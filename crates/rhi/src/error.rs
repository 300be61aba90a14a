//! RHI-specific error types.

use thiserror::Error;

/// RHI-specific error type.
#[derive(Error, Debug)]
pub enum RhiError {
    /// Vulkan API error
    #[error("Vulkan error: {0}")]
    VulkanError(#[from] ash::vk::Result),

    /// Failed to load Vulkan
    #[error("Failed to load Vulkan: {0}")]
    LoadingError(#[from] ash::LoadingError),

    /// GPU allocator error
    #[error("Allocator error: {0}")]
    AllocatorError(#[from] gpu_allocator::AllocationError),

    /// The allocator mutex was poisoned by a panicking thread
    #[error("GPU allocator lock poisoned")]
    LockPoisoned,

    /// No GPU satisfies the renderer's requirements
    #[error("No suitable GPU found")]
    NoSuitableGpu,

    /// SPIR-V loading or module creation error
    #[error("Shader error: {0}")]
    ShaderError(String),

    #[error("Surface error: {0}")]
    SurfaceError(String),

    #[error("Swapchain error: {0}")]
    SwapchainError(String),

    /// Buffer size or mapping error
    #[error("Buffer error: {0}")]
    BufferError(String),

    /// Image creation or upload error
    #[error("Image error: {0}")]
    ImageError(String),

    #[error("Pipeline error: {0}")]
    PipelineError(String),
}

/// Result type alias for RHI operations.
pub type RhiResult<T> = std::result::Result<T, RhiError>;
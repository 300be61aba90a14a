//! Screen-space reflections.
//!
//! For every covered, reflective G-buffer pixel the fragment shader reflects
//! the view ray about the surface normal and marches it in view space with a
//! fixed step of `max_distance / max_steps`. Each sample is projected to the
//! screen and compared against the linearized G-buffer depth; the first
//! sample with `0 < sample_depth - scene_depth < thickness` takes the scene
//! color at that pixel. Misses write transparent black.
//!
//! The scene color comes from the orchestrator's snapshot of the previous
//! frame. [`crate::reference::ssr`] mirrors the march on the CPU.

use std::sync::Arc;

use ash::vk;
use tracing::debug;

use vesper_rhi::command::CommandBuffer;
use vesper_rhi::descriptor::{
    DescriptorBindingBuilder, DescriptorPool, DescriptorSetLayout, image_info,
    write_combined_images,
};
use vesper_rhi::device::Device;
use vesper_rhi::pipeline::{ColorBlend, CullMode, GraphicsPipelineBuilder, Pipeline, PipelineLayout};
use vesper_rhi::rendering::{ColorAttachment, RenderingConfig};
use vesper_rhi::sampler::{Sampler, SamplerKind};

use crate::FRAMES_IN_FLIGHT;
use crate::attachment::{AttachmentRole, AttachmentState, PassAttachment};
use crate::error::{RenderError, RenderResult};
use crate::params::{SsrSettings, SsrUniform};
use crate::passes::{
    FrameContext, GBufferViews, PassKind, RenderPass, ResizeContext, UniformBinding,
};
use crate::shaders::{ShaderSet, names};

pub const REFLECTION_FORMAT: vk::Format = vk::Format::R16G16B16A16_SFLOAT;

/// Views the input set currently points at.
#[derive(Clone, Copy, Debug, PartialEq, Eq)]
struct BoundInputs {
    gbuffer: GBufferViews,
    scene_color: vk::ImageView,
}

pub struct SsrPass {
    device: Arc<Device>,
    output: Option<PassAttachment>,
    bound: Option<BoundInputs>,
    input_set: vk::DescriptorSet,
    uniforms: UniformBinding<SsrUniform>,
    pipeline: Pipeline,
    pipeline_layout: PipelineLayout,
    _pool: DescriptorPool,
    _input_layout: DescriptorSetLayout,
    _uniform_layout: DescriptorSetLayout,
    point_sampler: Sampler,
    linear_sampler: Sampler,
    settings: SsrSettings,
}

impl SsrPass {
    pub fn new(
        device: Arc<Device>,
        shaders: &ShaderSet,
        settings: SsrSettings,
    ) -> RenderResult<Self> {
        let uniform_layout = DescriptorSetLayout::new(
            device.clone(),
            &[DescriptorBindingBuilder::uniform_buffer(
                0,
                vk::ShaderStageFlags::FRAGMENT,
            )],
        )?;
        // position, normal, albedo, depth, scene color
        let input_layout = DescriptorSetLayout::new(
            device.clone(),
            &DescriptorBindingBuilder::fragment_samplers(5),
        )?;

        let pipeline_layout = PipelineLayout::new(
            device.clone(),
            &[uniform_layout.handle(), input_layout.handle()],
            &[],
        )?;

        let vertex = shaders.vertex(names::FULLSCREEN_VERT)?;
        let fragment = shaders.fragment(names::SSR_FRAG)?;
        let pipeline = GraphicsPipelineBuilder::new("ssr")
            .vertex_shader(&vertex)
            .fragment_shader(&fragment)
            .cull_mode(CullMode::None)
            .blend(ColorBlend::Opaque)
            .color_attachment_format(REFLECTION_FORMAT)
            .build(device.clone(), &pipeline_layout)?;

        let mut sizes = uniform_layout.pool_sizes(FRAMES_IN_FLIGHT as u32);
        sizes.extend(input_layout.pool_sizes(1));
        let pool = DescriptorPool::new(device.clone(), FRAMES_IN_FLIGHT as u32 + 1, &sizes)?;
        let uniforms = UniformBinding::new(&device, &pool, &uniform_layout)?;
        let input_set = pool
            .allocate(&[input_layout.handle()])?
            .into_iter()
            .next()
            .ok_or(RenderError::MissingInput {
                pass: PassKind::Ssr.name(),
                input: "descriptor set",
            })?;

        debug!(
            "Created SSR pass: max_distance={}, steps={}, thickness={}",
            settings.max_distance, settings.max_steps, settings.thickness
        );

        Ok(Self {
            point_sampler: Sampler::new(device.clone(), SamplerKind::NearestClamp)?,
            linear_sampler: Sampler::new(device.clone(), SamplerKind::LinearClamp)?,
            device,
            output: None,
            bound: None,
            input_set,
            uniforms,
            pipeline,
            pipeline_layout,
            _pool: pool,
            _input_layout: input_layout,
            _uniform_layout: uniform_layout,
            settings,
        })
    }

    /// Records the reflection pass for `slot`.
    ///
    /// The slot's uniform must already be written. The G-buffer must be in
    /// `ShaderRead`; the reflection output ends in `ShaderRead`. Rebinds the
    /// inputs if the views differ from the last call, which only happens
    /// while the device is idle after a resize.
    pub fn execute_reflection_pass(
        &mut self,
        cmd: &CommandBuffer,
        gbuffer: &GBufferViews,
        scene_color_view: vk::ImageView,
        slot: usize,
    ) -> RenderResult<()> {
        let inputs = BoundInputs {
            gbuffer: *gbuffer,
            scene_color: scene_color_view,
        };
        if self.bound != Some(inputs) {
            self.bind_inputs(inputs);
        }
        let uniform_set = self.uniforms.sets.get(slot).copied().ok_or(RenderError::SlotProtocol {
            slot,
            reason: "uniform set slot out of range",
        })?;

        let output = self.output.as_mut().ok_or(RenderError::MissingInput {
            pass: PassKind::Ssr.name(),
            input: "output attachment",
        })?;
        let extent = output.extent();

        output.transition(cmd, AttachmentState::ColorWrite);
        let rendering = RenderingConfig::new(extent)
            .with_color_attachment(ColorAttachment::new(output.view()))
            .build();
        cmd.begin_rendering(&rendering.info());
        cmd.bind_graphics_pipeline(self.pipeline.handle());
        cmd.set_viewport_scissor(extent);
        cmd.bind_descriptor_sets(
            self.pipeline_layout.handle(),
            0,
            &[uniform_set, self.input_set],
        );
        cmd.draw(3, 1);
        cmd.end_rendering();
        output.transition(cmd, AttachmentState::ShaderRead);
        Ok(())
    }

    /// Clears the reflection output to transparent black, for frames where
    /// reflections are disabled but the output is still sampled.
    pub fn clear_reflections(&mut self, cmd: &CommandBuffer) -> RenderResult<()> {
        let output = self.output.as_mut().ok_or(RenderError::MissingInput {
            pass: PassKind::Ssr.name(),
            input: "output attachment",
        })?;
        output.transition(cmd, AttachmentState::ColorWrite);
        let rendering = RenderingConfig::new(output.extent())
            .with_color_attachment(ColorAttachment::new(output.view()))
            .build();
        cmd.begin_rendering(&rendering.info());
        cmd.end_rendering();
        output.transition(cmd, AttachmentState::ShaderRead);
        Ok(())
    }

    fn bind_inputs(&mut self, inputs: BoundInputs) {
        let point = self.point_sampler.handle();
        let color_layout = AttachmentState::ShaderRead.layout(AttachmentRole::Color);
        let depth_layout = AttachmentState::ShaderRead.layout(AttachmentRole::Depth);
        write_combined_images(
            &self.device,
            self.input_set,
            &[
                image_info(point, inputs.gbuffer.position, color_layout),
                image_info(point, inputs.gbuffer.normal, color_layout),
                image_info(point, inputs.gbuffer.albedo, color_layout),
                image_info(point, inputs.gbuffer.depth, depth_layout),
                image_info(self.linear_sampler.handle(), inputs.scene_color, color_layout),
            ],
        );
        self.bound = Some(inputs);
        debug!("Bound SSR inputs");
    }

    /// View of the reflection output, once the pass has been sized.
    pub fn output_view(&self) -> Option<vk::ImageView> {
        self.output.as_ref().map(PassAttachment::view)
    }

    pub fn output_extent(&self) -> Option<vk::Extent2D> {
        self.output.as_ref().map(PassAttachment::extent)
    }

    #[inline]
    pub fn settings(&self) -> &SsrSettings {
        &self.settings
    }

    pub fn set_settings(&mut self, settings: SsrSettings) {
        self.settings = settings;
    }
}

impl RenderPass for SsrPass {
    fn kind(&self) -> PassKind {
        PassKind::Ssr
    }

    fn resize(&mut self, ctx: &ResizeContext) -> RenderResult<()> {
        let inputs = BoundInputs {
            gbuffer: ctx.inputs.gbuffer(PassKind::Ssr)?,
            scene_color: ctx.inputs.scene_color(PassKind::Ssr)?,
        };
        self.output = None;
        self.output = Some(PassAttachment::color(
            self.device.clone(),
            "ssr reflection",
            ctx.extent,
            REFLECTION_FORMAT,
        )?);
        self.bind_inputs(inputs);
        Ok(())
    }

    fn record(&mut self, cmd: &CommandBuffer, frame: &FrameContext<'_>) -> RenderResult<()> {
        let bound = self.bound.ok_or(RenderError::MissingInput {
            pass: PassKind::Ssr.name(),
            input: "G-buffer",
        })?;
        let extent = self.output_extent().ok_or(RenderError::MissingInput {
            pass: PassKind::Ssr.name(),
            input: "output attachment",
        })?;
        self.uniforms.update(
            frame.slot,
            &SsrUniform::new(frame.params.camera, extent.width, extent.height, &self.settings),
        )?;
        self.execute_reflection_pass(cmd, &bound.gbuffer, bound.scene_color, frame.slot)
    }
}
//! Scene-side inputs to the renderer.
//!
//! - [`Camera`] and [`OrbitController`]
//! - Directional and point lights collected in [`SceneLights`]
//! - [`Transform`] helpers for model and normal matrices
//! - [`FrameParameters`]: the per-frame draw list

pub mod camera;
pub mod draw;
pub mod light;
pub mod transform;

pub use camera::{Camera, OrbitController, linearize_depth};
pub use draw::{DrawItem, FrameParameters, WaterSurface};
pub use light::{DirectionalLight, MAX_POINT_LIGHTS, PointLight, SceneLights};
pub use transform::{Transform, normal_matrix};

▶ _TASK OBJECTIVE_: Output each line of the records above exactly, beginning at the first, and stop once the line containing "depth; the first" has been output.

▶ _TASK RESULT_:
filename crates/rhi/src/error.rs
repository 300be61aba90a14a
//! RHI-specific error types.

use thiserror::Error;

/// RHI-specific error type.
#[derive(Error, Debug)]
pub enum RhiError {
    /// Vulkan API error
    #[error("Vulkan error: {0}")]
    VulkanError(#[from] ash::vk::Result),

    /// Failed to load Vulkan
    #[error("Failed to load Vulkan: {0}")]
    LoadingError(#[from] ash::LoadingError),

    /// GPU allocator error
    #[error("Allocator error: {0}")]
    AllocatorError(#[from] gpu_allocator::AllocationError),

    /// The allocator mutex was poisoned by a panicking thread
    #[error("GPU allocator lock poisoned")]
    LockPoisoned,

    /// No GPU satisfies the renderer's requirements
    #[error("No suitable GPU found")]
    NoSuitableGpu,

    /// SPIR-V loading or module creation error
    #[error("Shader error: {0}")]
    ShaderError(String),

    #[error("Surface error: {0}")]
    SurfaceError(String),

    #[error("Swapchain error: {0}")]
    SwapchainError(String),

    /// Buffer size or mapping error
    #[error("Buffer error: {0}")]
    BufferError(String),

    /// Image creation or upload error
    #[error("Image error: {0}")]
    ImageError(String),

    #[error("Pipeline error: {0}")]
    PipelineError(String),
}

/// Result type alias for RHI operations.
pub type RhiResult<T> = std::result::Result<T, RhiError>;
repository 300be61aba90a14a
//! Screen-space reflections.
//!
//! For every covered, reflective G-buffer pixel the fragment shader reflects
//! the view ray about the surface normal and marches it in view space with a
//! fixed step of `max_distance / max_steps`. Each sample is projected to the
//! screen and compared against the linearized G-buffer depth; the first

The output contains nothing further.